June 2026 Stablecoin Roundup: Open USD, MiCA, GENIUS

Stablecoin market cap reached $322 billion in June 2026. Open USD launched with 140+ partners and major EU platforms removed Tether’s USDT ahead of MiCA enforcement.

In June 2026 the global stablecoin market cap reached $322 billion, up from about $250 billion in January, a 29% increase. Tether’s USDT remained the largest by supply at roughly $140 billion. Circle’s USDC exceeded $45 billion and surpassed USDT in adjusted transaction volume in 2026. Tokenized Treasury holdings on-chain reached about $7 billion in June, with BlackRock’s BUIDL product accounting for more than $2.5 billion.

Open Standard launched Open USD on June 30 with more than 140 founding partners including Visa, Mastercard, Stripe, BlackRock, Coinbase, Google and Shopify. Open USD’s model offers zero-fee minting and redemptions and a partner-owned reserve yield sharing arrangement. Stripe designated Open USD as the default stablecoin for its merchant services.

Regulatory deadlines affected market access in Europe and the United States. The Markets in Crypto-Assets regulation’s transitional period ended on July 1, requiring platforms without full MiCA authorization to stop serving EU clients. Major regulated EU platforms removed or restricted USDT spot trading for EU and EEA users ahead of the deadline. Several euro electronic money tokens received authorizations before MiCA enforcement, including Circle’s USDC/EURC, Banking Circle’s EURI and Société Générale–Forge’s EURCV, bringing around a dozen euro EMTs from 14 issuers into operation.

U.S. regulators advanced rulemaking tied to the GENIUS Act ahead of a July 18 statutory deadline. On June 22 five agencies published a proposed Customer Identification Program rule for permitted payment stablecoin issuers. The Office of the Comptroller of the Currency issued an AML/CFT and sanctions compliance bulletin addressing expectations for stablecoin issuers. The GENIUS Act framework covers capital, reserve composition, liquidity and redemption obligations for permitted issuers.

A wave of bank-backed stablecoins launched in June. SoFiUSD debuted through a white-label arrangement with Paxos and was listed by Bullish Exchange. Revolut US and Anchorage Digital issued USAT, described as bank-license-backed. MainUSD, announced by Mosta with Brale, targets human users and AI agents for cross-border settlement. Crédit Agricole issued EURXT via CACEIS as a MiCA-compliant euro electronic money token with an initial issuance tied to access to a tokenized money market fund.
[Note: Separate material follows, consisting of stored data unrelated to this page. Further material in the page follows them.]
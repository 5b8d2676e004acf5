//! JSON-backed typed values.

use serde_json::Value;

use crate::domain::typed_value::{format_type, FORMAT_JSON};
use crate::domain::{CodecError, TypedValue};
use crate::ports::ValueCodec;

const TYPE_STRING: &str = "string";
const TYPE_OBJECT: &str = "object";
const TYPE_ARRAY: &str = "array";
const TYPE_BOOL: &str = "bool";
const TYPE_INT: &str = "int";
const TYPE_FLOAT: &str = "float";
const TYPE_NULL: &str = "null";

const JSON_TYPES: [&str; 7] = [
    TYPE_STRING,
    TYPE_OBJECT,
    TYPE_ARRAY,
    TYPE_BOOL,
    TYPE_INT,
    TYPE_FLOAT,
    TYPE_NULL,
];

/// Codec storing a value as its JSON encoding, tagged `json/<kind>`.
///
/// The kind is kept next to the bytes so expressions can tell strings from
/// arrays without decoding.
#[derive(Debug, Clone, Copy, Default)]
pub struct JsonCodec;

impl JsonCodec {
    pub fn new() -> Self {
        Self
    }

    fn kind_of(value: &Value) -> &'static str {
        match value {
            Value::Null => TYPE_NULL,
            Value::Bool(_) => TYPE_BOOL,
            Value::Number(n) if n.is_f64() => TYPE_FLOAT,
            Value::Number(_) => TYPE_INT,
            Value::String(_) => TYPE_STRING,
            Value::Array(_) => TYPE_ARRAY,
            Value::Object(_) => TYPE_OBJECT,
        }
    }

    fn is_json_value(value: &TypedValue) -> bool {
        match value.format_and_kind() {
            (Some(FORMAT_JSON), kind) => JSON_TYPES.contains(&kind),
            _ => false,
        }
    }
}

impl ValueCodec for JsonCodec {
    fn parse(&self, value: &Value) -> Result<TypedValue, CodecError> {
        let bytes = serde_json::to_vec(value)?;
        Ok(TypedValue::new(
            format_type(FORMAT_JSON, Self::kind_of(value)),
            bytes,
        ))
    }

    fn format(&self, value: &TypedValue) -> Result<Value, CodecError> {
        if !Self::is_json_value(value) {
            return Err(CodecError::Unsupported(format!(
                "'{}' is not a JSON type",
                value.value_type
            )));
        }
        Ok(serde_json::from_slice(&value.value)?)
    }
}

#[cfg(test)]
mod tests {
    use super::*;
    use rstest::rstest;
    use serde_json::json;

    #[rstest]
    #[case(json!("wfi-1"), "json/string")]
    #[case(json!({"a": 1}), "json/object")]
    #[case(json!([1, 2]), "json/array")]
    #[case(json!(true), "json/bool")]
    #[case(json!(42), "json/int")]
    #[case(json!(-7), "json/int")]
    #[case(json!(1.5), "json/float")]
    #[case(json!(null), "json/null")]
    fn values_are_tagged_by_kind(#[case] value: Value, #[case] expected: &str) {
        let typed = JsonCodec.parse(&value).unwrap();
        assert_eq!(typed.value_type, expected);
        assert_eq!(JsonCodec.format(&typed).unwrap(), value);
    }

    #[test]
    fn non_json_values_cannot_be_formatted() {
        let raw = TypedValue::new("bytes", vec![0xff]);
        assert!(matches!(
            JsonCodec.format(&raw),
            Err(CodecError::Unsupported(_))
        ));
    }
}
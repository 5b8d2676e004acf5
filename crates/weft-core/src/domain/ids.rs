//! Generated identifiers (strongly-typed, ULID based).
//!
//! Workflows, invocations and events that are not given an explicit id get a
//! ULID wrapped in `Id<T>`. The marker type `T` only exists at compile time and
//! selects the textual prefix (`wf-`, `wfi-`, `ev-`).
//!
//! Note that a workflow id is not always one of these: callers may force an id
//! and dynamic workflows use a content hash. Aggregates therefore store ids as
//! plain strings and `Id<T>` is only the generator's output type.

use serde::{Deserialize, Serialize};
use std::fmt;
use std::marker::PhantomData;
use ulid::Ulid;

/// Marker trait for each id kind.
pub trait IdMarker: Send + Sync + 'static {
    /// Prefix used by `Display` (e.g. "wf-").
    fn prefix() -> &'static str;
}

/// Generic ULID-backed id.
///
/// ```ignore
/// let wf: WorkflowId = Id::from(Ulid::new());
/// let wfi: InvocationId = Id::from(Ulid::new());
/// // wf and wfi are different types and cannot be mixed up
/// ```
#[repr(transparent)]
#[derive(Debug, Clone, Copy, PartialEq, Eq, Hash, PartialOrd, Ord, Serialize, Deserialize)]
pub struct Id<T: IdMarker> {
    ulid: Ulid,
    #[serde(skip)]
    _marker: PhantomData<T>,
}

impl<T: IdMarker> Id<T> {
    pub fn from_ulid(ulid: Ulid) -> Self {
        Self {
            ulid,
            _marker: PhantomData,
        }
    }

    pub fn as_ulid(&self) -> Ulid {
        self.ulid
    }
}

impl<T: IdMarker> From<Ulid> for Id<T> {
    fn from(ulid: Ulid) -> Self {
        Self::from_ulid(ulid)
    }
}

impl<T: IdMarker> fmt::Display for Id<T> {
    fn fmt(&self, f: &mut fmt::Formatter<'_>) -> fmt::Result {
        write!(f, "{}{}", T::prefix(), self.ulid)
    }
}

// ========================================
// Markers
// ========================================

#[derive(Debug, Clone, Copy, PartialEq, Eq, Hash, PartialOrd, Ord)]
pub enum Workflow {}

impl IdMarker for Workflow {
    fn prefix() -> &'static str {
        "wf-"
    }
}

#[derive(Debug, Clone, Copy, PartialEq, Eq, Hash, PartialOrd, Ord)]
pub enum Invocation {}

impl IdMarker for Invocation {
    fn prefix() -> &'static str {
        "wfi-"
    }
}

#[derive(Debug, Clone, Copy, PartialEq, Eq, Hash, PartialOrd, Ord)]
pub enum Event {}

impl IdMarker for Event {
    fn prefix() -> &'static str {
        "ev-"
    }
}

/// Identifier of a workflow definition.
pub type WorkflowId = Id<Workflow>;

/// Identifier of one execution of a workflow.
pub type InvocationId = Id<Invocation>;

/// Identifier of a single appended event.
pub type EventId = Id<Event>;

#[cfg(test)]
mod tests {
    use super::*;
    use rstest::rstest;

    const ULID: &str = "01HZX3J8Q4T6V9W2Y5A7C0E3G6";

    fn ulid() -> Ulid {
        Ulid::from_string(ULID).unwrap()
    }

    #[rstest]
    #[case::workflow(WorkflowId::from(ulid()).to_string(), "wf-")]
    #[case::invocation(InvocationId::from(ulid()).to_string(), "wfi-")]
    #[case::event(EventId::from(ulid()).to_string(), "ev-")]
    fn display_is_prefix_then_ulid(#[case] rendered: String, #[case] prefix: &str) {
        assert_eq!(rendered, format!("{prefix}{ULID}"));
    }

    #[test]
    fn ids_order_by_timestamp() {
        let earlier = InvocationId::from(Ulid::from_parts(1_000, u128::MAX >> 48));
        let later = InvocationId::from(Ulid::from_parts(1_001, 0));

        assert!(earlier < later);
        assert_eq!(later.as_ulid().timestamp_ms(), 1_001);
    }

    #[test]
    fn marker_is_zero_sized() {
        assert_eq!(std::mem::size_of::<WorkflowId>(), std::mem::size_of::<Ulid>());
    }
}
Three major asset managers launched or filed reserve products aligned with GENIUS Act requirements in June. Fidelity launched the Reserves Digital Fund on June 19 as a Rule 2a-7 government money market fund with a GENIUS Act-only mandate. State Street’s SSCXX debuted on June 17 as a purpose-built stablecoin issuer reserve product. Invesco filed a Stablecoin Reserves Onchain Fund on June 26 featuring a blockchain-integrated transfer agent.

Partnerships expanded payout and settlement infrastructure. MassPay and Coinbase announced a USDC payout service covering 180 countries. Ripple invested in Flutterwave and designated RLUSD for settlement across African transactions. Crossmint and Paga deployed multi-chain smart contract wallets across an African payment network. Yellow Card obtained Swiss AML affiliation. Western Union and Crossmint launched USDPT on Solana and Stellar. RLUSD received approval from Japan’s Financial Services Agency as a Type 4 electronic payment instrument.

On-chain activity varied by chain. Tron led daily stablecoin transaction counts driven by TRC-20 USDT retail flows in emerging markets where low fees matter. Solana showed fastest growth for institutional payment deployments, supported by sub-cent fees and near-instant finality. Issuers continue to operate under differing reserve and issuance rules across the GENIUS Act, MiCA and JFSA frameworks. Open USD’s governance includes more than 140 partners with varied commercial interests. Reserve income for low-fee stablecoin models depends on current Treasury yields. MiCA delistings removed USDT from major regulated EU platforms while USDT activity continued on Tron and in DeFi venues.